Moreover, we self-generated 122 client programs that follow the compositional patterns we described in Example 3.1 (this kind of patterns are also considered in, e.g., [14]). The pattern defines a composed class, as the class Bar illustrated at the end of Section 3.1, that has an object member of classes that have declared contracts (recall that we refer to those as base classes). Each of the methods of the composed class invokes methods on its members. Thus, a compositional analysis computes procedure summaries of these methods; this way, it effectively infers a contract of the composed class based on those of its class members. We remark that a composed class can itself be a member of another composed class, as expected. This pattern depends on important parameters, namely, number of composed classes, lines of code (i.e., number of method invocations), if-branches, and loops. The self-generation that follows this pattern allows us to precisely vary those parameters and measure their impact on the analysis performance. Note, the code is such that it does not appeal to aliasing (as we do not support it yet in our \(\textsf {BFA}^*\) implementation).

5.1 Experimental Setup

We used an Intel(R) Core(TM) i9-9880H CPU at 2.3 GHz with 16 GB of physical RAM running macOS 11.6 on the bare-metal. The experiments were conducted in isolation without virtualization so that runtime results are robust. All experiments shown here are run in single-thread for Infer 1.1.0 running with OCaml 4.11.1.

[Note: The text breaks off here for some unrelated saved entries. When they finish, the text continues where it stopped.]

// ============================================================================
// Mock Components
// ============================================================================

/// Mock agent executor that replays scripted outcomes per node
///
/// Nodes without a script answer `{ "node": <id>, "config": <resolved config> }`.
#[derive(Default)]
struct MockAgent {
    scripts: Mutex<HashMap<String, Vec<Result<Value, String>>>>,
    calls: Mutex<Vec<String>>,
    /// Cancelled by the first call to this node id
    cancel_on: Option<(String, CancellationToken)>,
}

impl MockAgent {
    fn new() -> Self {
        Self::default()
    }

    /// Queue outcomes for a node; the last one repeats once the queue runs dry
    fn script(self, node_id: &str, outcomes: Vec<Result<Value, &str>>) -> Self {
        let outcomes = outcomes
            .into_iter()
            .map(|r| r.map_err(|e| e.to_string()))
            .collect();
        self.scripts
            .lock()
            .unwrap()
            .insert(node_id.to_string(), outcomes);
        self
    }

    fn cancel_on(mut self, node_id: &str, token: CancellationToken) -> Self {
        self.cancel_on = Some((node_id.to_string(), token));
        self
    }

    fn calls(&self) -> Vec<String> {
        self.calls.lock().unwrap().clone()
    }

    fn call_count(&self, node_id: &str) -> usize {
        self.calls().iter().filter(|c| *c == node_id).count()
    }
}

#[async_trait]
impl AgentExecutor for MockAgent {
    async fn execute(
        &self,
        step: &AgentStep,
        _state: &ExecutionState,
    ) -> Result<Value, AgentExecutionError> {
        self.calls.lock().unwrap().push(step.node_id.clone());
        if let Some((id, token)) = &self.cancel_on {
            if *id == step.node_id {
                token.cancel();
            }
        }

        let scripted = {
            let mut scripts = self.scripts.lock().unwrap();
            scripts.get_mut(&step.node_id).and_then(|queue| {
                if queue.len() > 1 {
                    Some(queue.remove(0))
                } else {
                    queue.first().cloned()
                }
            })
        };
        match scripted {
            Some(Ok(value)) => Ok(value),
            Some(Err(message)) => Err(AgentExecutionError::new(message)),
            None => Ok(json!({ "node": step.node_id, "config": step.config })),
        }
    }
}

async fn engine_with(agent: Arc<MockAgent>, config: EngineConfig) -> Engine {
    let registry = ActionRegistry::new();
    actions::register_builtin(&registry, &config).await;
    Engine::new(config, agent, registry)
}

async fn engine(agent: Arc<MockAgent>) -> Engine {
    engine_with(agent, EngineConfig::default()).await
}

fn yaml(doc: &str) -> WorkflowDefinition {
    WorkflowLoader::parse_yaml(doc).expect("fixture should parse")
}

// ============================================================================
// Fixtures
// ============================================================================

const ROUTER_WORKFLOW: &str = r#"
name: Value Router
description: Routes high and low values to different agents
nodes:
  - id: start
    type: start
  - id: check
    type: condition
    config:
      expression: "{{ $input.value > 50 }}"
  - id: agentA
    type: agent
    config:
      prompt: "High value {{ $input.value }}"
  - id: agentB
    type: agent
    config:
      prompt: "Low value {{ $input.value }}"
  - id: end
    type: end
    config:
      output: "{{ $node.agentA.config.prompt }}"
edges:
  - { source: start, target: check }
  - { source: check, target: agentA, label: "true" }
  - { source: check, target: agentB, label: "false" }
  - { source: agentA, target: end }
  - { source: agentB, target: end }
"#;

const COUNTING_LOOP: &str = r#"
name: Counting Loop
nodes:
  - id: start
    type: start
  - id: loop1
    type: loop
    config:
      maxIterations: 3
  - id: count
    type: action
    config:
      actionType: transform
      params:
        value: "{{ $context.iterationRecord.loop1.iteration }}"
  - id: end
    type: end
edges:
  - { source: start, target: loop1 }
  - { source: loop1, target: count, label: continue }
  - { source: loop1, target: end, label: exit }
  - { source: count, target: loop1 }
"#;

const GUARDED_AGENT: &str = r#"
name: Guarded Agent
nodes:
  - id: start
    type: start
  - id: flaky
    type: agent
    config:
      prompt: "do the thing"
  - id: handler
    type: error_handler
    config:
      recover:
        fallback: true
        reason: "{{ $context.errors.flaky.category }}"
  - id: end
    type: end
    config:
      output: "{{ $node.handler }}"
edges:
  - { source: start, target: flaky }
  - { source: flaky, target: end }
  - { source: flaky, target: handler }
  - { source: handler, target: end }
"#;

const CHAIN: &str = r#"
name: Chain
nodes:
  - { id: start, type: start }
  - { id: first, type: agent, config: { prompt: "one" } }
  - { id: second, type: agent, config: { prompt: "two" } }
  - { id: end, type: end }
edges:
  - { source: start, target: first }
  - { source: first, target: second }
  - { source: second, target: end }
"#;

// ============================================================================
// Scenarios
// ============================================================================

#[tokio::test]
async fn test_condition_routes_to_exactly_one_branch() {
    let agent = Arc::new(MockAgent::new());
    let engine = engine(agent.clone()).await;

    let result = engine
        .execute(&yaml(ROUTER_WORKFLOW), json!({"value": 75}))
        .await
        .unwrap();

    assert!(result.success);
    assert_eq!(agent.calls(), vec!["agentA"]);
    let state = &result.execution_state;
    assert_eq!(state.step_results["check"], json!("true"));
    assert!(state.completed_steps.contains("agentA"));
    assert!(state.skipped_steps.contains("agentB"));
    assert!(state.completed_steps.contains("end"));
    assert_eq!(result.output, Some(json!("High value 75")));
}

#[tokio::test]
async fn test_condition_false_branch() {
    let agent = Arc::new(MockAgent::new());
    let engine = engine(agent.clone()).await;

    let result = engine
        .execute(&yaml(ROUTER_WORKFLOW), json!({"value": 20}))
        .await
        .unwrap();

    assert!(result.success);
    assert_eq!(agent.calls(), vec!["agentB"]);
    assert!(result.execution_state.skipped_steps.contains("agentA"));
}
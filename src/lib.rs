// SPDX-License-Identifier: MIT

//! Workflow graph execution engine
//!
//! Definitions are compiled into a [`CompiledGraph`](stepflow::workflow::graph::CompiledGraph)
//! and run by a state-machine executor that routes on expressions, bounds
//! loops and recovers failures through error-handler nodes. Agents, actions
//! and storage are supplied through the traits in [`adk`].

pub mod adk;
pub mod stepflow;
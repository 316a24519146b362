// SPDX-License-Identifier: MIT

//! Abstract Syntax Tree for workflow expressions

use serde_json::Value;
use std::fmt;

/// A parsed expression
#[derive(Debug, Clone, PartialEq)]
pub enum Expr {
    /// String, number, boolean or null literal
    Literal(Value),
    /// `[a, b, c]`
    Array(Vec<Expr>),
    /// One of the read-only `$` roots
    Variable(Variable),
    /// `object.property`
    Member {
        object: Box<Expr>,
        property: String,
    },
    /// `object[index]`
    Index {
        object: Box<Expr>,
        index: Box<Expr>,
    },
    /// A call to an allow-listed function or method
    Call { callee: Callee, args: Vec<Expr> },
    Unary {
        op: UnaryOp,
        operand: Box<Expr>,
    },
    Binary {
        op: BinaryOp,
        left: Box<Expr>,
        right: Box<Expr>,
    },
    /// Short-circuiting operators
    Logical {
        op: LogicalOp,
        left: Box<Expr>,
        right: Box<Expr>,
    },
    /// `test ? consequent : alternate`
    Conditional {
        test: Box<Expr>,
        consequent: Box<Expr>,
        alternate: Box<Expr>,
    },
}

/// Read-only roots of the expression namespace
#[derive(Debug, Clone, Copy, PartialEq, Eq)]
pub enum Variable {
    /// `$input` / `$json`: the run's input payload
    Input,
    /// `$context`: the run context
    Context,
    /// `$node` / `$steps`: step results by node id
    Steps,
    /// `$now`: evaluation time as RFC 3339
    Now,
    /// `$today`: evaluation date as YYYY-MM-DD
    Today,
    /// `$timestamp`: evaluation time as epoch seconds
    Timestamp,
}

impl Variable {
    pub fn from_name(name: &str) -> Option<Self> {
        match name {
            "$input" | "$json" => Some(Variable::Input),
            "$context" => Some(Variable::Context),
            "$node" | "$steps" => Some(Variable::Steps),
            "$now" => Some(Variable::Now),
            "$today" => Some(Variable::Today),
            "$timestamp" => Some(Variable::Timestamp),
            _ => None,
        }
    }
}

/// Pure utility namespaces
#[derive(Debug, Clone, Copy, PartialEq, Eq)]
pub enum Namespace {
    Math,
    Date,
    String,
    Json,
}

impl Namespace {
    pub fn from_name(name: &str) -> Option<Self> {
        match name {
            "Math" => Some(Namespace::Math),
            "Date" => Some(Namespace::Date),
            "String" => Some(Namespace::String),
            "JSON" => Some(Namespace::Json),
            _ => None,
        }
    }

    pub fn as_str(&self) -> &'static str {
        match self {
            Namespace::Math => "Math",
            Namespace::Date => "Date",
            Namespace::String => "String",
            Namespace::Json => "JSON",
        }
    }
}

/// What a call expression invokes
#[derive(Debug, Clone, PartialEq)]
pub enum Callee {
    /// Global helper such as `len(x)`
    Builtin(String),
    /// `Math.max(a, b)`
    Namespace(Namespace, String),
    /// `value.toUpperCase()`
    Method { receiver: Box<Expr>, name: String },
}

#[derive(Debug, Clone, Copy, PartialEq, Eq)]
pub enum UnaryOp {
    /// `!` / `not`
    Not,
    /// `-`
    Neg,
    /// `+`
    Plus,
    /// `typeof`
    TypeOf,
}

#[derive(Debug, Clone, Copy, PartialEq, Eq)]
pub enum BinaryOp {
    Add,
    Sub,
    Mul,
    Div,
    Rem,
    /// `==` / `===`
    Eq,
    /// `!=` / `!==`
    NotEq,
    Lt,
    Lte,
    Gt,
    Gte,
    /// substring, array element or object key
    Contains,
    /// `key in collection`
    In,
}

#[derive(Debug, Clone, Copy, PartialEq, Eq)]
pub enum LogicalOp {
    /// `&&` / `and`
    And,
    /// `||` / `or`
    Or,
    /// `??`
    Coalesce,
}

impl fmt::Display for UnaryOp {
    fn fmt(&self, f: &mut fmt::Formatter<'_>) -> fmt::Result {
        match self {
            UnaryOp::Not => write!(f, "!"),
            UnaryOp::Neg => write!(f, "-"),
            UnaryOp::Plus => write!(f, "+"),
            UnaryOp::TypeOf => write!(f, "typeof"),
        }
    }
}

impl fmt::Display for BinaryOp {
    fn fmt(&self, f: &mut fmt::Formatter<'_>) -> fmt::Result {
        match self {
            BinaryOp::Add => write!(f, "+"),
            BinaryOp::Sub => write!(f, "-"),
            BinaryOp::Mul => write!(f, "*"),
            BinaryOp::Div => write!(f, "/"),
            BinaryOp::Rem => write!(f, "%"),
            BinaryOp::Eq => write!(f, "=="),
            BinaryOp::NotEq => write!(f, "!="),
            BinaryOp::Lt => write!(f, "<"),
            BinaryOp::Lte => write!(f, "<="),
            BinaryOp::Gt => write!(f, ">"),
            BinaryOp::Gte => write!(f, ">="),
            BinaryOp::Contains => write!(f, "contains"),
            BinaryOp::In => write!(f, "in"),
        }
    }
}

impl fmt::Display for LogicalOp {
    fn fmt(&self, f: &mut fmt::Formatter<'_>) -> fmt::Result {
        match self {
            LogicalOp::And => write!(f, "&&"),
            LogicalOp::Or => write!(f, "||"),
            LogicalOp::Coalesce => write!(f, "??"),
        }
    }
}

Our use case is to integrate static analyses in interactive IDEs e.g., Microsoft Visual Studio Code [24], so that code can be analyzed at coding time. For this reason, our use case requires low-latency execution of the static analysis. Our SLA is based on the RAIL user-centric performance model [2].

5.2 Usability Evaluation

Figure 7 outlines the key features of the 22 contracts we considered, called CR-1 – CR-22. Among these, CR-12, CR-14, CR-17, and CR-22 are must contracts. For each contract, we specify the number of methods, the number of DFA states the contract corresponds to, and number of atomic annotation terms in \(\textsf {BFA}^*\), DFA, and Topl. An atomic annotation term is a standalone annotation in the given annotation language. In Figures 5 and 6, we detail CR-4 as an example.

Fig. 5. DFA, \(\textsf {BFA}^*\) , and TOPL specifications of CR4 contract for SparseLU class.

Figure 7 shows that as the contract sizes increase in number of states, the annotation overhead for DFA and Topl increase significantly. On the other hand, the annotation overhead for \(\textsf {BFA}^*\) remain largely constant wrt. state increase and increases rather proportionally with the number of methods in a contract. Observe that for contracts on classes with four or more methods, a manual specification using DFA or Topl annotations becomes impractical. Overall, we validate Claim-I by the fact that \(\textsf {BFA}^*\) requires less annotation overhead on all of the contracts, making contract specification more practical.

Fig. 6. DFA for the class SparseLU (CR-4 contract). This contract extends the SparseLU contract from Example 2.6 with an additional method (transpose). The intention is to capture the fact that consecutive calls to transpose are redundant. In Figure 5, we can see how this extension is specified in the three specification languages under consideration (DFA, TOPL, and \(\textsf {BFA}^*\) ).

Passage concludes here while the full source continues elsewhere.